Lisa Orr, Product Leader at Zapier, shared a compelling narrative about how her company is leveraging artificial intelligence to transform its support operations, enabling the support team to actively ship code.
The core problem was the sheer volume of support tickets generated by API changes, overwhelming traditional support workflows. Zapier's journey began with a clear objective: to expedite the resolution of integration issues by empowering the support team with AI-driven tools.
The initial approach involved shadowing engineers to understand their workflows and identify opportunities for AI intervention. This led to the creation of an "API playground" equipped with AI tools for diagnosis and test generation. However, this proved ineffective because it disrupted engineers' existing workflows, pulling them away from their integrated development environments (IDEs). Orr highlighted this early misstep, noting that the tools "pulled builders out of their workflows." This realization was a critical pivot point, shifting the focus towards embedding AI capabilities directly into the tools engineers already used.
The next iteration involved developing "MCP tools" designed for direct use within IDEs. While these tools saw some adoption, the most promising, "Diagnosis," was too slow. Engineers were unwilling to wait for its lengthy processing time, underscoring the need for an asynchronous solution. This frustration with synchronous processes is a common hurdle in AI adoption, where immediate feedback is often desired but not always feasible for complex tasks. The team recognized that "Engineers wouldn't wait for it, revealing we needed an asynchronous approach."
This led to the development of the Scout Agent, a sophisticated system designed to chain AI tools together autonomously. The agent's primary function is to read support tickets, gather relevant context, generate potential fixes along with corresponding tests, and then submit these as merge requests (MRs) ready for review. This autonomous capability has significantly boosted the support team's capacity, allowing them to manage high ticket volumes effectively. The ability to present "an MR ready for review means they can validate and ship a fix quickly before needing to jump on the next incoming ticket" is a game-changer for support efficiency.
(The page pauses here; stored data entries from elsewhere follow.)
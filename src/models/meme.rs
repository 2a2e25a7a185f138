use std::fmt;
use std::str::FromStr;

use serde::{Deserialize, Serialize};

use super::ImagePayload;
use crate::error::MemeError;

pub const MIN_FONT_SIZE: u32 = 20;
pub const MAX_FONT_SIZE: u32 = 100;
pub const DEFAULT_FONT_SIZE: u32 = 60;

#[derive(Debug, Clone, Copy, Serialize, Deserialize, PartialEq, Eq, Hash)]
#[serde(rename_all = "lowercase")]
pub enum Band {
    Top,
    Bottom,
}

#[derive(Debug, Clone, Copy, Default, Serialize, Deserialize, PartialEq, Eq)]
#[serde(rename_all = "lowercase")]
pub enum Alignment {
    Left,
    #[default]
    Center,
    Right,
}

/// An opaque sRGB colour written as `#RGB` or `#RRGGBB`.
#[derive(Debug, Clone, Copy, PartialEq, Eq, Serialize, Deserialize)]
#[serde(try_from = "String", into = "String")]
pub struct HexColor {
    pub r: u8,
    pub g: u8,
    pub b: u8,
}

impl HexColor {
    pub const WHITE: HexColor = HexColor { r: 255, g: 255, b: 255 };
    pub const BLACK: HexColor = HexColor { r: 0, g: 0, b: 0 };

    pub fn rgba(&self) -> [u8; 4] {
        [self.r, self.g, self.b, 255]
    }
}

impl FromStr for HexColor {
    type Err = MemeError;

    fn from_str(s: &str) -> Result<Self, Self::Err> {
        let invalid = || MemeError::InvalidStyle(format!("invalid color: {}", s));
        let digits = s.trim().strip_prefix('#').ok_or_else(invalid)?;
        if !digits.chars().all(|c| c.is_ascii_hexdigit()) {
            return Err(invalid());
        }
        let channel = |hex: &str| u8::from_str_radix(hex, 16).map_err(|_| invalid());
        match digits.len() {
            3 => {
                let expand = |i: usize| channel(&digits[i..i + 1].repeat(2));
                Ok(HexColor {
                    r: expand(0)?,
                    g: expand(1)?,
                    b: expand(2)?,
                })
            }
            6 => Ok(HexColor {
                r: channel(&digits[0..2])?,
                g: channel(&digits[2..4])?,
                b: channel(&digits[4..6])?,
            }),
            _ => Err(invalid()),
        }
    }
}

impl TryFrom<String> for HexColor {
    type Error = MemeError;

    fn try_from(value: String) -> Result<Self, Self::Error> {
        value.parse()
    }
}

impl From<HexColor> for String {
    fn from(color: HexColor) -> Self {
        color.to_string()
    }
}

impl fmt::Display for HexColor {
    fn fmt(&self, f: &mut fmt::Formatter<'_>) -> fmt::Result {
        write!(f, "#{:02X}{:02X}{:02X}", self.r, self.g, self.b)
    }
}

#[derive(Debug, Clone, Copy, Serialize, Deserialize, PartialEq, Eq)]
#[serde(rename_all = "camelCase")]
pub struct TextStyle {
    #[serde(deserialize_with = "clamped_font_size")]
    font_size: u32,
    pub color: HexColor,
    #[serde(rename = "textAlign", default)]
    pub alignment: Alignment,
}

fn clamped_font_size<'de, D>(deserializer: D) -> Result<u32, D::Error>
where
    D: serde::Deserializer<'de>,
{
    let raw = f64::deserialize(deserializer)?;
    Ok(clamp_font_size(raw.round().max(0.0) as u32))
}

fn clamp_font_size(size: u32) -> u32 {
    size.clamp(MIN_FONT_SIZE, MAX_FONT_SIZE)
}

impl Default for TextStyle {
    fn default() -> Self {
        Self {
            font_size: DEFAULT_FONT_SIZE,
            color: HexColor::WHITE,
            alignment: Alignment::Center,
        }
    }
}

impl TextStyle {
    pub fn new(font_size: u32, color: HexColor, alignment: Alignment) -> Self {
        Self {
            font_size: clamp_font_size(font_size),
            color,
            alignment,
        }
    }

    pub fn font_size(&self) -> u32 {
        self.font_size
    }

    pub fn set_font_size(&mut self, size: u32) {
        self.font_size = clamp_font_size(size);
    }

    pub fn set_color(&mut self, hex: &str) -> Result<(), MemeError> {
        self.color = hex.parse()?;
        Ok(())
    }

    pub fn reset(&mut self) {
        *self = Self::default();
    }
}

/// Everything the compositor needs to draw one meme.
#[derive(Debug, Clone, PartialEq)]
pub struct MemeDocument {
    pub image: ImagePayload,
    pub top_text: String,
    pub bottom_text: String,
    pub top_style: TextStyle,
    pub bottom_style: TextStyle,
}

impl MemeDocument {
    pub fn new(image: ImagePayload) -> Self {
        Self {
            image,
            top_text: String::new(),
            bottom_text: String::new(),
            top_style: TextStyle::default(),
            bottom_style: TextStyle::default(),
        }
    }

    pub fn with_text(mut self, top: impl Into<String>, bottom: impl Into<String>) -> Self {
        self.top_text = top.into();
        self.bottom_text = bottom.into();
        self
    }

    pub fn with_styles(mut self, top: TextStyle, bottom: TextStyle) -> Self {
        self.top_style = top;
        self.bottom_style = bottom;
        self
    }

    pub fn band(&self, band: Band) -> (&str, &TextStyle) {
        match band {
            Band::Top => (&self.top_text, &self.top_style),
            Band::Bottom => (&self.bottom_text, &self.bottom_style),
        }
    }
}
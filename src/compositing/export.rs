use std::fs;
use std::path::{Path, PathBuf};

use base64::{engine::general_purpose::STANDARD, Engine as _};
use chrono::Utc;
use uuid::Uuid;

use crate::error::Result;

pub const EXPORT_MIME: &str = "image/png";

/// An encoded meme ready to be downloaded or written out.
#[derive(Debug, Clone)]
pub struct ExportArtifact {
    pub bytes: Vec<u8>,
    pub filename: String,
    pub width: u32,
    pub height: u32,
}

impl ExportArtifact {
    pub fn new(bytes: Vec<u8>, width: u32, height: u32) -> Self {
        Self {
            bytes,
            filename: unique_filename(),
            width,
            height,
        }
    }

    pub fn to_data_uri(&self) -> String {
        format!("data:{};base64,{}", EXPORT_MIME, STANDARD.encode(&self.bytes))
    }

    /// Writes to a hidden temp file in `dir` and renames it into place, so a
    /// failed write never leaves a partial PNG under the final name.
    pub fn write_to_dir(&self, dir: &Path) -> Result<PathBuf> {
        fs::create_dir_all(dir)?;
        let target = dir.join(&self.filename);
        let staging = dir.join(format!(".{}.part", self.filename));

        if let Err(e) = fs::write(&staging, &self.bytes) {
            let _ = fs::remove_file(&staging);
            return Err(e.into());
        }
        fs::rename(&staging, &target)?;

        log::debug!("Wrote {}", target.display());
        Ok(target)
    }
}

/// `meme-<UTC yyyymmdd-HHMMSS>-<8 hex>.png`
pub fn unique_filename() -> String {
    let suffix = Uuid::new_v4().simple().to_string();
    format!(
        "meme-{}-{}.png",
        Utc::now().format("%Y%m%d-%H%M%S"),
        &suffix[..8]
    )
}
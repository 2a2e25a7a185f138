pub mod response;
pub mod routes;
pub mod state;

use actix_web::{middleware::Logger, web, App, HttpServer};

use crate::{config::ServerConfig, error::Result};

pub use routes::configure;
pub use state::AppState;

/// Serves the meme API until the process is stopped.
pub async fn run(config: &ServerConfig, state: AppState) -> Result<()> {
    let bind_address = config.bind_address();
    let data = web::Data::new(state);

    log::info!("🔄 Binding HTTP server to {}", bind_address);
    HttpServer::new(move || {
        App::new()
            .app_data(data.clone())
            .wrap(Logger::new("%r %s %b %Dms"))
            .configure(configure)
    })
    .bind(&bind_address)?
    .run()
    .await?;

    log::info!("🛑 HTTP server stopped");
    Ok(())
}
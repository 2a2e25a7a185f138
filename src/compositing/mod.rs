pub mod export;
pub mod font;
pub mod layout;
pub mod render;

pub use export::{ExportArtifact, EXPORT_MIME};
pub use font::MemeFont;
pub use layout::{layout, RenderPlan, Surface};
pub use render::{decode_source, render, Compositor};
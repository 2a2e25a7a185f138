pub mod captions;
pub mod compositing;
pub mod config;
pub mod error;
pub mod imaging;
pub mod logger;
pub mod models;
pub mod provider;
#[cfg(feature = "server")]
pub mod server;
pub mod session;

pub use captions::{extract_captions, CaptionOrchestrator};
pub use compositing::{Compositor, ExportArtifact, MemeFont, Surface};
pub use config::{CaptionConfig, CompositingConfig, Config, ImagingConfig, ProviderConfig, ServerConfig};
pub use error::{MemeError, Result};
pub use imaging::ImageNormalizer;
pub use models::{
    Alignment, Band, CaptionRequest, CaptionResult, CaptionSet, HexColor, ImagePayload,
    MemeDocument, ModelCandidate, ModelRoster, TextStyle,
};
pub use provider::{ChatProvider, OpenRouterProvider};
pub use session::MemeSession;
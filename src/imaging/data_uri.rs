use base64::{engine::general_purpose::STANDARD, Engine as _};

use crate::error::{MemeError, Result};

pub const DEFAULT_MIME: &str = "image/jpeg";

#[derive(Debug, Clone, PartialEq, Eq)]
pub struct DecodedImage {
    pub mime_type: String,
    pub bytes: Vec<u8>,
}

/// Decodes the `image` field sent by the UI.
///
/// Accepts a full `data:<mime>;base64,<data>` URI or bare base64, in which case
/// `file_type` (or JPEG) names the MIME type.
pub fn decode_image_field(image: &str, file_type: Option<&str>) -> Result<DecodedImage> {
    let image = image.trim();
    if image.is_empty() {
        return Err(MemeError::MissingImage);
    }

    let (mime_type, data) = match image.strip_prefix("data:") {
        Some(rest) => {
            let (header, data) = rest
                .split_once(',')
                .ok_or_else(|| MemeError::UnsupportedMedia("malformed data URI".into()))?;
            let mime = header.strip_suffix(";base64").ok_or_else(|| {
                MemeError::UnsupportedMedia("data URI is not base64 encoded".into())
            })?;
            (mime.to_string(), data)
        }
        None => (
            file_type
                .filter(|t| !t.trim().is_empty())
                .unwrap_or(DEFAULT_MIME)
                .to_string(),
            image,
        ),
    };

    let compact: String = data.chars().filter(|c| !c.is_ascii_whitespace()).collect();
    let bytes = STANDARD
        .decode(compact.as_bytes())
        .map_err(|e| MemeError::UnsupportedMedia(format!("invalid base64: {}", e)))?;

    Ok(DecodedImage { mime_type, bytes })
}
use std::sync::Arc;

use base64::{engine::general_purpose::STANDARD, Engine as _};

/// An encoded, size-bounded image ready to send to a provider or composite.
///
/// The encoded bytes are shared and never mutated after normalization.
#[derive(Debug, Clone, PartialEq, Eq)]
pub struct ImagePayload {
    bytes: Arc<[u8]>,
    mime_type: String,
    width: u32,
    height: u32,
}

impl ImagePayload {
    pub fn new(bytes: Vec<u8>, mime_type: impl Into<String>, width: u32, height: u32) -> Self {
        Self {
            bytes: bytes.into(),
            mime_type: mime_type.into(),
            width,
            height,
        }
    }

    pub fn bytes(&self) -> &[u8] {
        &self.bytes
    }

    pub fn mime_type(&self) -> &str {
        &self.mime_type
    }

    pub fn width(&self) -> u32 {
        self.width
    }

    pub fn height(&self) -> u32 {
        self.height
    }

    pub fn to_data_uri(&self) -> String {
        format!("data:{};base64,{}", self.mime_type, STANDARD.encode(&self.bytes))
    }
}
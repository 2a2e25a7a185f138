pub mod caption;
pub mod chat;
pub mod common;
pub mod image;
pub mod meme;

pub use self::caption::*;
pub use self::chat::*;
pub use self::common::*;
pub use self::image::*;
pub use self::meme::*;
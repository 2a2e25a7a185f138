use actix_web::{http::StatusCode, HttpResponse, ResponseError};
use serde_json::json;

use crate::error::MemeError;

impl ResponseError for MemeError {
    fn status_code(&self) -> StatusCode {
        match self {
            MemeError::MissingImage
            | MemeError::NoImage
            | MemeError::UnsupportedMedia(_)
            | MemeError::InvalidStyle(_)
            | MemeError::SerializationError(_) => StatusCode::BAD_REQUEST,
            MemeError::AllModelsFailed { .. } | MemeError::Provider(_) => StatusCode::BAD_GATEWAY,
            MemeError::RenderSourceUnavailable(_) => StatusCode::UNPROCESSABLE_ENTITY,
            MemeError::ConfigError(_) => StatusCode::SERVICE_UNAVAILABLE,
            MemeError::Io(_) | MemeError::InternalError(_) => StatusCode::INTERNAL_SERVER_ERROR,
        }
    }

    fn error_response(&self) -> HttpResponse {
        let status = self.status_code();
        if status.is_server_error() {
            log::error!("Request failed: {}", self);
        } else {
            log::warn!("Request rejected: {}", self);
        }
        HttpResponse::build(status).json(json!({ "error": self.user_message() }))
    }
}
A fundamental insight gained throughout this process is that the true challenge lies not solely in code generation, but in the surrounding ecosystem. Before Scout Agent can generate code, it must possess the correct context and demonstrate its reasoning to build engineer trust. Post-generation, engineers need a streamlined way to validate and correct proposed fixes; otherwise, MRs risk becoming abandoned. Embedding Scout Agent directly within GitLab addressed this by eliminating context switching, allowing teams to iterate on solutions seamlessly.
Zapier measures improvement through three key failure modes: categorization accuracy (whether Scout should even attempt a ticket), fixability assessment (if a code fix is indeed required), and solution quality (the efficacy of the generated code). Each metric provides distinct avenues for improvement.
Currently, Scout Agent is responsible for 40% of the support team's integration fixes. The future holds expansion into engineering teams and further downstream automation, including testing, shipping, and migration processes.